What to work on :: Within the data below, find the string "crate" and return each line where it occurs.
*** Study material Section Begins ***
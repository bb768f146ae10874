//! Back-stack navigation with single-top and pop-to-start semantics.
//!
//! The controller is pure state: it knows which routes exist and which one is
//! on top, but nothing about how screens are drawn. [`crate::ui::nav_host`]
//! pairs it with the screen factories.

use crate::error::{AppError, Result};
use crate::nav::Route;

/// The set of destinations a controller may navigate to.
#[derive(Debug, Clone, PartialEq, Eq)]
pub struct NavGraph {
    start: Route,
    destinations: Vec<Route>,
}

impl NavGraph {
    pub fn new(start: Route) -> Self {
        Self {
            start,
            destinations: vec![start],
        }
    }

    /// Register a destination. Registering twice is a no-op.
    pub fn register(&mut self, route: Route) {
        if !self.destinations.contains(&route) {
            self.destinations.push(route);
        }
    }

    pub fn start(&self) -> Route {
        self.start
    }

    pub fn contains(&self, route: Route) -> bool {
        self.destinations.contains(&route)
    }
}

/// Per-call navigation behaviour.
#[derive(Debug, Clone, Copy, PartialEq, Eq, Default)]
pub struct NavOptions {
    /// Navigating to the route already on top does nothing.
    pub single_top: bool,
    /// Pop every entry above the last occurrence of this route before pushing.
    pub pop_up_to: Option<Route>,
}

impl NavOptions {
    /// Tab-bar semantics: single-top, popping back to the graph's start.
    pub fn tab(graph: &NavGraph) -> Self {
        Self {
            single_top: true,
            pop_up_to: Some(graph.start()),
        }
    }
}

/// What a navigate call did.
#[derive(Debug, Clone, Copy, PartialEq, Eq)]
pub enum NavOutcome {
    Navigated { from: Route, to: Route },
    /// Single-top hit: the route was already current, nothing changed.
    AlreadyCurrent(Route),
}

/// Owns the back stack of one navigation graph.
///
/// `generation` increments on every navigation event; observers compare it
/// against the value they last rendered to know when to rebuild.
#[derive(Debug, Clone)]
pub struct NavController {
    graph: NavGraph,
    back_stack: Vec<Route>,
    generation: u64,
}

impl NavController {
    pub fn new(graph: NavGraph) -> Self {
        let back_stack = vec![graph.start()];
        Self {
            graph,
            back_stack,
            generation: 0,
        }
    }

    pub fn graph(&self) -> &NavGraph {
        &self.graph
    }

    /// The destination on top of the back stack.
    pub fn current(&self) -> Route {
        // The stack is never empty: `pop_back` refuses to remove the root.
        self.back_stack.last().copied().unwrap_or(self.graph.start)
    }

    pub fn back_stack(&self) -> &[Route] {
        &self.back_stack
    }

    pub fn generation(&self) -> u64 {
        self.generation
    }

    /// Navigate, reporting unregistered routes as an error.
    pub fn try_navigate(&mut self, route: Route, options: NavOptions) -> Result<NavOutcome> {
        if !self.graph.contains(route) {
            return Err(AppError::UnregisteredRoute {
                route,
                start: self.graph.start,
            });
        }

        let from = self.current();
        if options.single_top && from == route {
            log::debug!("navigate: {route} already current");
            return Ok(NavOutcome::AlreadyCurrent(route));
        }

        if let Some(target) = options.pop_up_to
            && let Some(pos) = self.back_stack.iter().rposition(|&r| r == target)
        {
            self.back_stack.truncate(pos + 1);
        }

        if !(options.single_top && self.current() == route) {
            self.back_stack.push(route);
        }
        self.generation += 1;
        log::info!("navigate: {from} -> {route} (depth {})", self.back_stack.len());
        Ok(NavOutcome::Navigated { from, to: route })
    }

    /// Navigate, failing fast on an unregistered route.
    ///
    /// # Panics
    /// If `route` was never registered in this controller's graph.
    pub fn navigate(&mut self, route: Route, options: NavOptions) -> NavOutcome {
        match self.try_navigate(route, options) {
            Ok(outcome) => outcome,
            Err(e) => panic!("{e}"),
        }
    }

    /// Pop the top entry. The root entry is never popped.
    pub fn pop_back(&mut self) -> bool {
        if self.back_stack.len() <= 1 {
            return false;
        }
        let from = self.back_stack.pop();
        self.generation += 1;
        if let Some(from) = from {
            log::info!("back: {from} -> {}", self.current());
        }
        true
    }
}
*** Study material Section Ends ***
Solution to the exercise ::
//! on top, but nothing about how screens are drawn. [`crate::ui::nav_host`]
use crate::error::{AppError, Result};
use crate::nav::Route;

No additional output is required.